So many people have made New Years resolutions that they are attempting to keep. (Some have already given up on keeping theirs.) Did you make any? If so, how are you doing in keeping them? Hopefully, you’re still on track. But if you aren’t… don’t quit. There is no law that says you can’t get back on board to keep trying. Just jump back on board again. And while you’re at it, why not add one more resolution? We encourage you to make steps in decluttering your marriage relationship. So, how do you do that, you might ask?
It’s a step-by-step process. As someone said, “Decluttering your marriage is a little like decluttering your house.” You look around and see where things are piled up and tackle those piles one at a time. Now this may overwhelm you as you think about it. And we understand that all too well! We’ve had to tackle relationship messes ourselves many, many times.

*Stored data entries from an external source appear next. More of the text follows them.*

//! Field rules for payment intents and card data.

use std::collections::HashSet;
use std::sync::LazyLock;

use chrono::Datelike;
use regex::Regex;

use super::{BillingAddress, CardDetails, PaymentIntentRequest, PaymentPolicy};
use crate::error::FieldViolation;
use crate::types::Timestamp;

static NAME_RE: LazyLock<Regex> =
    LazyLock::new(|| Regex::new(r"^[\p{L}\s'\-]+$").expect("valid regex"));

static STREET_RE: LazyLock<Regex> =
    LazyLock::new(|| Regex::new(r"^[\p{L}0-9\s'\-.,/]+$").expect("valid regex"));

static POSTAL_RE: LazyLock<Regex> = LazyLock::new(|| Regex::new(r"^\d{4}$").expect("valid regex"));

static CVC_RE: LazyLock<Regex> = LazyLock::new(|| Regex::new(r"^\d{3,4}$").expect("valid regex"));

const MAX_ID_LEN: usize = 128;

// ---------------------------------------------------------------------------
// Intent schema
// ---------------------------------------------------------------------------

/// Shape and bounds checks that run before fraud scoring.
pub fn validate_intent(intent: &PaymentIntentRequest, policy: &PaymentPolicy) -> Vec<FieldViolation> {
    let mut errors = Vec::new();

    if intent.amount_cents < policy.min_amount_cents || intent.amount_cents > policy.max_amount_cents
    {
        errors.push(FieldViolation::new(
            "amountCents",
            format!(
                "Amount must be between {} and {} cents",
                policy.min_amount_cents, policy.max_amount_cents
            ),
        ));
    }
    if intent.currency != policy.currency {
        errors.push(FieldViolation::new(
            "currency",
            format!("Only {} is supported", policy.currency),
        ));
    }
    if intent.payment_methods.is_empty() {
        errors.push(FieldViolation::new(
            "paymentMethods",
            "At least one payment method is required",
        ));
    } else if intent.payment_methods.iter().collect::<HashSet<_>>().len()
        != intent.payment_methods.len()
    {
        errors.push(FieldViolation::new(
            "paymentMethods",
            "Payment methods must not repeat",
        ));
    }
    check_id(&mut errors, "userId", &intent.user_id, 1);
    check_id(&mut errors, "formSessionId", &intent.form_session_id, 1);
    check_id(
        &mut errors,
        "idempotencyKey",
        &intent.idempotency_key,
        policy.min_idempotency_key_len,
    );

    let address = &intent.billing_address;
    check_len(&mut errors, "billingAddress.firstName", &address.first_name, 2, 50);
    check_len(&mut errors, "billingAddress.lastName", &address.last_name, 2, 50);
    check_len(&mut errors, "billingAddress.street", &address.street, 3, 100);
    check_len(&mut errors, "billingAddress.city", &address.city, 2, 50);
    if !POSTAL_RE.is_match(&address.postal_code) {
        errors.push(FieldViolation::new(
            "billingAddress.postalCode",
            "Postal code must be exactly 4 digits",
        ));
    }
    if address.country != policy.country {
        errors.push(FieldViolation::new(
            "billingAddress.country",
            format!("Country must be {}", policy.country),
        ));
    }

    errors
}

/// Character-set rules for the address, run after fraud scoring so that
/// fixture-like submissions surface as policy blocks.
pub fn validate_address_charset(address: &BillingAddress) -> Vec<FieldViolation> {
    let mut errors = Vec::new();
    for (field, value) in [
        ("billingAddress.firstName", &address.first_name),
        ("billingAddress.lastName", &address.last_name),
        ("billingAddress.city", &address.city),
    ] {
        if !NAME_RE.is_match(value) {
            errors.push(FieldViolation::new(field, "Contains invalid characters"));
        }
    }
    if !STREET_RE.is_match(&address.street) {
        errors.push(FieldViolation::new(
            "billingAddress.street",
            "Contains invalid characters",
        ));
    }
    errors
}

fn check_len(errors: &mut Vec<FieldViolation>, field: &str, value: &str, min: usize, max: usize) {
    let len = value.trim().chars().count();
    if len < min || len > max {
        errors.push(FieldViolation::new(
            field,
            format!("Must be between {min} and {max} characters"),
        ));
    }
}

fn check_id(errors: &mut Vec<FieldViolation>, field: &str, value: &str, min: usize) {
    let len = value.trim().chars().count();
    if len < min || len > MAX_ID_LEN {
        errors.push(FieldViolation::new(
            field,
            format!("Must be between {min} and {MAX_ID_LEN} characters"),
        ));
    }
}

// ---------------------------------------------------------------------------
// Cards
// ---------------------------------------------------------------------------

/// Luhn checksum over a 12–19 digit card number. Spaces and hyphens are
/// ignored.
pub fn luhn_valid(number: &str) -> bool {
    let digits: Vec<u32> = number
        .chars()
        .filter(|c| *c != ' ' && *c != '-')
        .map(|c| c.to_digit(10))
        .collect::<Option<_>>()
        .unwrap_or_default();

    if !(12..=19).contains(&digits.len()) {
        return false;
    }

    let sum: u32 = digits
        .iter()
        .rev()
        .enumerate()
        .map(|(i, &d)| {
            if i % 2 == 1 {
                let doubled = d * 2;
                if doubled > 9 {
                    doubled - 9
                } else {
                    doubled
                }
            } else {
                d
            }
        })
        .sum();
    sum % 10 == 0
}

/// All problems with `card` as of `now`. Nothing here is retained.
pub fn validate_card(card: &CardDetails, now: Timestamp) -> Vec<String> {
    let mut errors = Vec::new();

    if !luhn_valid(&card.number) {
        errors.push("Invalid card number".to_string());
    }

    if !(1..=12).contains(&card.expiry_month) {
        errors.push("Invalid expiry month".to_string());
    } else {
        let year = now.year();
        let month = now.month();
        let expiry_year = i32::from(card.expiry_year);
        if expiry_year < year || (expiry_year == year && card.expiry_month < month) {
            errors.push("Card has expired".to_string());
        }
    }

    if !CVC_RE.is_match(&card.cvc) {
        errors.push("Invalid CVC".to_string());
    }

    errors
}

We’re sure we will never get them all cleaned out. It’s a lot like housework; it just keeps magically piling up again as soon as you think you’re done. And this can be discouraging. But it’s better to work on this task one step at a time than to let it bury us in dysfunction. Dysfunction can suffocate us if we don’t work to improve matters.
Decluttering Your Marriage Relationship
So, here are several tips concerning decluttering to glean through to see what can work for you. First:
• Don’t Get Overwhelmed! And don’t procrastinate. It’s easy to fall into relationship holes. Instead, starting today, approach these matters one step-at-a-time. Don’t let dysfunctions pile up higher. However, when it comes to decluttering your marriage of relationship garbage here’s a tip from Joshua Becker:
“Expect it to be a process. Give your spouse time and space. I’d guess there are things your husband or wife would like to change about you. Offer the same patience he or she has shown you.”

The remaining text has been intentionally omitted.